Luís Tinoco

Personal information
- Full name: Luís Fernando Gonçalves Fernandes Tinoco
- Date of birth: 17 October 1986 (age 39)
- Place of birth: Barcelos, Portugal
- Height: 1.86 m (6 ft 1 in)
- Position: Left-back

Team information
- Current team: Santa Maria

Youth career
- 1997–2005: Gil Vicente

Senior career*
- Years: Team / Apps / (Gls)
- 2005–2008: Gil Vicente / 4 / (0)
- 2006–2007: → Valdevez (loan)
- 2007–2008: → Vianense (loan)
- 2008–2009: Monopoli / 16 / (0)
- 2009–2010: Vianense / 28 / (1)
- 2010–2012: Beira-Mar / 1 / (0)
- 2011: → Moreirense (loan) / 7 / (0)
- 2011–2012: → Estoril (loan) / 8 / (0)
- 2012–2013: Naval / 40 / (2)
- 2013–2015: Arouca / 40 / (0)
- 2015–2016: Tondela / 11 / (0)
- 2016–2017: União Madeira / 15 / (0)
- 2017–2018: Gil Vicente / 22 / (1)
- 2018–2019: Oliveirense / 20 / (1)
- 2019–2020: Felgueiras 1932 / 13 / (1)
- 2020–2023: Santa Maria / 18 / (0)
- Total:  / 243 / (6)

= Luís Tinoco (footballer) =

Portuguese footballer (born 1986)

Luís Fernando Gonçalves Fernandes Tinoco (born 17 October 1986) is a Portuguese former footballer who played as a left-back.

==Club career==
Born in Barcelos, Tinoco reached local Gil Vicente FC's youth system at the age of 10. He appeared in four Primeira Liga games towards the end of the 2004–05 season, but went on to spend the following years on loan to amateur clubs, being released from contract in 2008 and joining another lower-league side, Italy's SS Monopoli 1966.
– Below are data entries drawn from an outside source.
//! Check command implementation.
//!
//! The `catalog-lint check` command validates the version catalog and
//! reports every rule violation.

use tracing::debug;

use crate::catalog::read_catalog_file;
use crate::cli::args::CheckArgs;
use crate::error::{CatalogError, Result};
use crate::lint::{CatalogLinter, HumanFormatter, JsonFormatter, LintDiagnostic, LintFormatter, OutputFormat};
use crate::ui::UserInterface;

use super::dispatcher::{report_input_error, Command, CommandContext, CommandResult, EXIT_PROBLEMS};

/// The check command implementation.
pub struct CheckCommand {
    context: CommandContext,
    args: CheckArgs,
}

impl CheckCommand {
    /// Create a new check command.
    pub fn new(context: CommandContext, args: CheckArgs) -> Self {
        Self { context, args }
    }

    fn run(&self, ui: &mut dyn UserInterface) -> Result<CommandResult> {
        let config = self.context.load_config()?;
        let path = self.context.catalog_path(&config);
        let shown = self.context.display_path(&path);
        let catalog = read_catalog_file(&path)?;
        if catalog.is_empty() {
            ui.warning(&format!("{shown} declares no catalog entries"));
        }

        let linter = CatalogLinter::new(config.boms);
        let diagnostics = match linter.lint(&catalog) {
            Ok(diagnostics) => diagnostics,
            Err(CatalogError::BomDeclarations { problems }) => {
                for problem in &problems {
                    ui.error(problem);
                }
                return Ok(CommandResult::failure(EXIT_PROBLEMS));
            }
            Err(e) => return Err(e),
        };
        debug!(catalog = %shown, problems = diagnostics.len(), "check complete");

        self.report(&shown, &diagnostics, ui)?;

        if diagnostics.is_empty() {
            Ok(CommandResult::success())
        } else {
            Ok(CommandResult::failure(EXIT_PROBLEMS))
        }
    }

    fn report(
        &self,
        shown: &str,
        diagnostics: &[LintDiagnostic],
        ui: &mut dyn UserInterface,
    ) -> Result<()> {
        let mut output = Vec::new();

        match self.args.format {
            OutputFormat::Human => {
                if diagnostics.is_empty() {
                    ui.success(&format!("{shown} is valid"));
                    return Ok(());
                }
                HumanFormatter::new(ui.use_color()).format(diagnostics, &mut output)?;
            }
            OutputFormat::Json => {
                JsonFormatter::new()
                    .with_file(shown)
                    .format(diagnostics, &mut output)?;
            }
        }

        ui.message(String::from_utf8_lossy(&output).trim_end());
        Ok(())
    }
}

impl Command for CheckCommand {
    fn execute(&self, ui: &mut dyn UserInterface) -> Result<CommandResult> {
        self.run(ui).or_else(|e| report_input_error(ui, e))
    }
}

#[cfg(test)]
mod tests {
    use super::*;
    use crate::ui::MockUI;
    use std::fs;
    use std::path::Path;
    use tempfile::TempDir;

    fn project(catalog: &str) -> TempDir {
        let temp = TempDir::new().unwrap();
        fs::create_dir_all(temp.path().join("gradle")).unwrap();
        fs::write(temp.path().join("gradle/libs.versions.toml"), catalog).unwrap();
        temp
    }

    fn run(root: &Path, format: OutputFormat) -> (CommandResult, MockUI) {
        let cmd = CheckCommand::new(CommandContext::new(root), CheckArgs { format });
        let mut ui = MockUI::new();
        let result = cmd.execute(&mut ui).unwrap();
        (result, ui)
    }

    #[test]
    fn clean_catalog_passes() {
        let temp = project("[versions]\nkotlin = \"2.0.0\"\n");

        let (result, ui) = run(temp.path(), OutputFormat::Human);

        assert!(result.success);
        assert_eq!(ui.successes(), ["gradle/libs.versions.toml is valid".to_string()]);
    }

    #[test]
    fn violations_are_reported_with_exit_code_one() {
        let temp = project("[versions]\nb = \"1\"\na = \"2\"\n");

        let (result, ui) = run(temp.path(), OutputFormat::Human);

        assert_eq!(result.exit_code, 1);
        assert!(ui.has_message(
            "Line 2: Entries are not sorted alphabetically in section '[versions]'. Found alias 'b' where 'a' was expected."
        ));
        assert!(ui.has_message("Found 2 problem(s)"));
    }

    #[test]
    fn empty_catalog_warns() {
        let temp = project("# nothing yet\n");

        let (result, ui) = run(temp.path(), OutputFormat::Human);

        assert!(result.success);
        assert_eq!(
            ui.warnings(),
            ["gradle/libs.versions.toml declares no catalog entries".to_string()]
        );
    }

    #[test]
    fn json_output_names_catalog() {
        let temp = project("[versions]\nkotlin = \"2.0.0\"\n");

        let (result, ui) = run(temp.path(), OutputFormat::Json);

        assert!(result.success);
        let json: serde_json::Value = serde_json::from_str(&ui.messages()[0]).unwrap();
        assert_eq!(json["file"], "gradle/libs.versions.toml");
        assert_eq!(json["summary"]["total"], 0);
    }

    #[test]
    fn missing_catalog_exits_with_two() {
        let temp = TempDir::new().unwrap();

        let (result, ui) = run(temp.path(), OutputFormat::Human);

        assert_eq!(result.exit_code, 2);
        assert!(ui.has_error("Version catalog not found"));
    }

    #[test]
    fn malformed_entry_exits_with_two() {
        let temp = project("[bundles]\ngroovy = \"groovy\"\n");

        let (result, ui) = run(temp.path(), OutputFormat::Human);

        assert_eq!(result.exit_code, 2);
        assert!(ui.has_error("Line 2: Entry with alias 'groovy' must be"));
    }

    #[test]
    fn bom_problems_are_reported_as_errors() {
        let temp = project("[libraries]\nspring = { module = \"org.springframework:spring-core\" }\n");
        fs::write(
            temp.path().join(".catalog-lint.yml"),
            "boms:\n  spring-bom:\n    - spring\n",
        )
        .unwrap();

        let (result, ui) = run(temp.path(), OutputFormat::Human);

        assert_eq!(result.exit_code, 1);
        assert!(ui.has_error("spring-bom"));
    }
}
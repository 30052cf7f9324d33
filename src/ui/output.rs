//! Output mode.

/// Output verbosity mode.
#[derive(Debug, Clone, Copy, PartialEq, Eq, Default)]
pub enum OutputMode {
    /// Show results and status messages.
    #[default]
    Normal,
    /// Show results and errors only.
    Quiet,
}

impl OutputMode {
    /// Check if this mode shows status messages.
    pub fn shows_status(&self) -> bool {
        matches!(self, Self::Normal)
    }
}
In the summer of 2010, Tinoco returned to his country's top division, but only featured once in the league with S.C. Beira-Mar, being loaned twice to teams in the Segunda Liga. For the 2012–13 campaign he signed with another club in the latter tier, Associação Naval 1º de Maio.

Following Naval's relegation to the third division due to irregularities, Tinoco moved to newly promoted F.C. Arouca in late June 2013. He was presented the following month alongside Rui Sacramento.

On 24 June 2015, having been relatively played during his stint, Tinoco signed a one-year deal with C.D. Tondela.